Overall I think we agreed that script.evaluate and script.callFunction should not be impacted by the content page CSP. Eg if a page sets the following meta tag

<meta http-equiv="Content-Security-Policy" content="default-src 'none'">

you should still be allowed to use eval or new Function in an expression for script.evaluate/callFunction.

This is normally today already supported by Chrome, and we want to enable this for Firefox in https://bugzilla.mozilla.org/show_bug.cgi?id=1941780.

I started writing a wdspec test about this, and even though Chrome handles the synchronous cases fine, as soon as the eval/new Function is delayed via a setTimeout or in an async function, the CSP kicks in and prevents the code from running.

We already started mentioning the promise case internally for the Firefox implementation, because it might be hard to sandbox it to only apply to async code initiated by WebDriver BiDi.

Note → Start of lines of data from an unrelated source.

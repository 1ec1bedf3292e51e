//! # Error Handling
//!
//! `AppError` is what handlers return. Its `ResponseError` impl turns every
//! variant into a JSON body of the same shape:
//!
//! ```json
//! {
//!   "error": {
//!     "type": "validation_error",
//!     "message": "Both reference and hypothesis must be non-empty strings",
//!     "timestamp": "2025-01-01T12:00:00Z"
//!   }
//! }
//! ```
//!
//! Failures caused by the caller's text map to 4xx; provider failures map to
//! 502 and everything unexpected to 500.

use crate::provider::ProviderError;
use crate::wer::WerError;
use actix_web::http::StatusCode;
use actix_web::{HttpResponse, ResponseError};
use serde_json::json;
use std::fmt;

#[derive(Debug)]
pub enum AppError {
    /// Unexpected server-side failure
    Internal(String),

    /// Malformed request (bad JSON, wrong field types)
    BadRequest(String),

    NotFound(String),

    /// Missing or invalid configuration, e.g. no provider key
    ConfigError(String),

    /// Well-formed request whose content was rejected
    ValidationError(String),

    /// Input above the configured size ceiling
    PayloadTooLarge(String),

    /// The speech-to-text provider failed
    Upstream(String),
}

impl fmt::Display for AppError {
    fn fmt(&self, f: &mut fmt::Formatter<'_>) -> fmt::Result {
        match self {
            AppError::Internal(msg) => write!(f, "Internal error: {}", msg),
            AppError::BadRequest(msg) => write!(f, "Bad request: {}", msg),
            AppError::NotFound(msg) => write!(f, "Not found: {}", msg),
            AppError::ConfigError(msg) => write!(f, "Configuration error: {}", msg),
            AppError::ValidationError(msg) => write!(f, "Validation error: {}", msg),
            AppError::PayloadTooLarge(msg) => write!(f, "Payload too large: {}", msg),
            AppError::Upstream(msg) => write!(f, "Upstream error: {}", msg),
        }
    }
}

impl AppError {
    fn parts(&self) -> (StatusCode, &'static str, &str) {
        match self {
            AppError::Internal(msg) => (StatusCode::INTERNAL_SERVER_ERROR, "internal_error", msg.as_str()),
            AppError::BadRequest(msg) => (StatusCode::BAD_REQUEST, "bad_request", msg.as_str()),
            AppError::NotFound(msg) => (StatusCode::NOT_FOUND, "not_found", msg.as_str()),
            AppError::ConfigError(msg) => (StatusCode::INTERNAL_SERVER_ERROR, "config_error", msg.as_str()),
            AppError::ValidationError(msg) => (StatusCode::BAD_REQUEST, "validation_error", msg.as_str()),
            AppError::PayloadTooLarge(msg) => (StatusCode::PAYLOAD_TOO_LARGE, "payload_too_large", msg.as_str()),
            AppError::Upstream(msg) => (StatusCode::BAD_GATEWAY, "upstream_error", msg.as_str()),
        }
    }
}

impl ResponseError for AppError {
    fn status_code(&self) -> StatusCode {
        self.parts().0
    }

    fn error_response(&self) -> HttpResponse {
        let (status, error_type, message) = self.parts();

        HttpResponse::build(status).json(json!({
            "error": {
                "type": error_type,
                "message": message,
                "timestamp": chrono::Utc::now().to_rfc3339()
            }
        }))
    }
}

impl From<WerError> for AppError {
    fn from(err: WerError) -> Self {
        match err {
            WerError::InvalidInput | WerError::DegenerateInput => {
                AppError::ValidationError(err.to_string())
            }
            WerError::AlignmentOverflow { .. } | WerError::AlignmentTooLarge { .. } => {
                AppError::PayloadTooLarge(err.to_string())
            }
        }
    }
}

impl From<ProviderError> for AppError {
    fn from(err: ProviderError) -> Self {
        AppError::Upstream(err.to_string())
    }
}

impl From<anyhow::Error> for AppError {
    fn from(err: anyhow::Error) -> Self {
        AppError::Internal(err.to_string())
    }
}

impl From<serde_json::Error> for AppError {
    fn from(err: serde_json::Error) -> Self {
        AppError::BadRequest(format!("JSON parsing error: {}", err))
    }
}

impl From<actix_web::error::BlockingError> for AppError {
    fn from(err: actix_web::error::BlockingError) -> Self {
        AppError::Internal(format!("Scoring task failed: {}", err))
    }
}

pub type AppResult<T> = Result<T, AppError>;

Some examples of expressions which fail on Chrome at the moment:

          (async () => {
            await new Promise(r => setTimeout(r, 0));
            return eval("2 + 1");
          })()

and

          new Promise(r => {
            setTimeout(() => {
              r(eval('2 + 1'));
            }, 0);
          })

Is it fine/expected to only bypass CSP for synchronous code executed by the script module?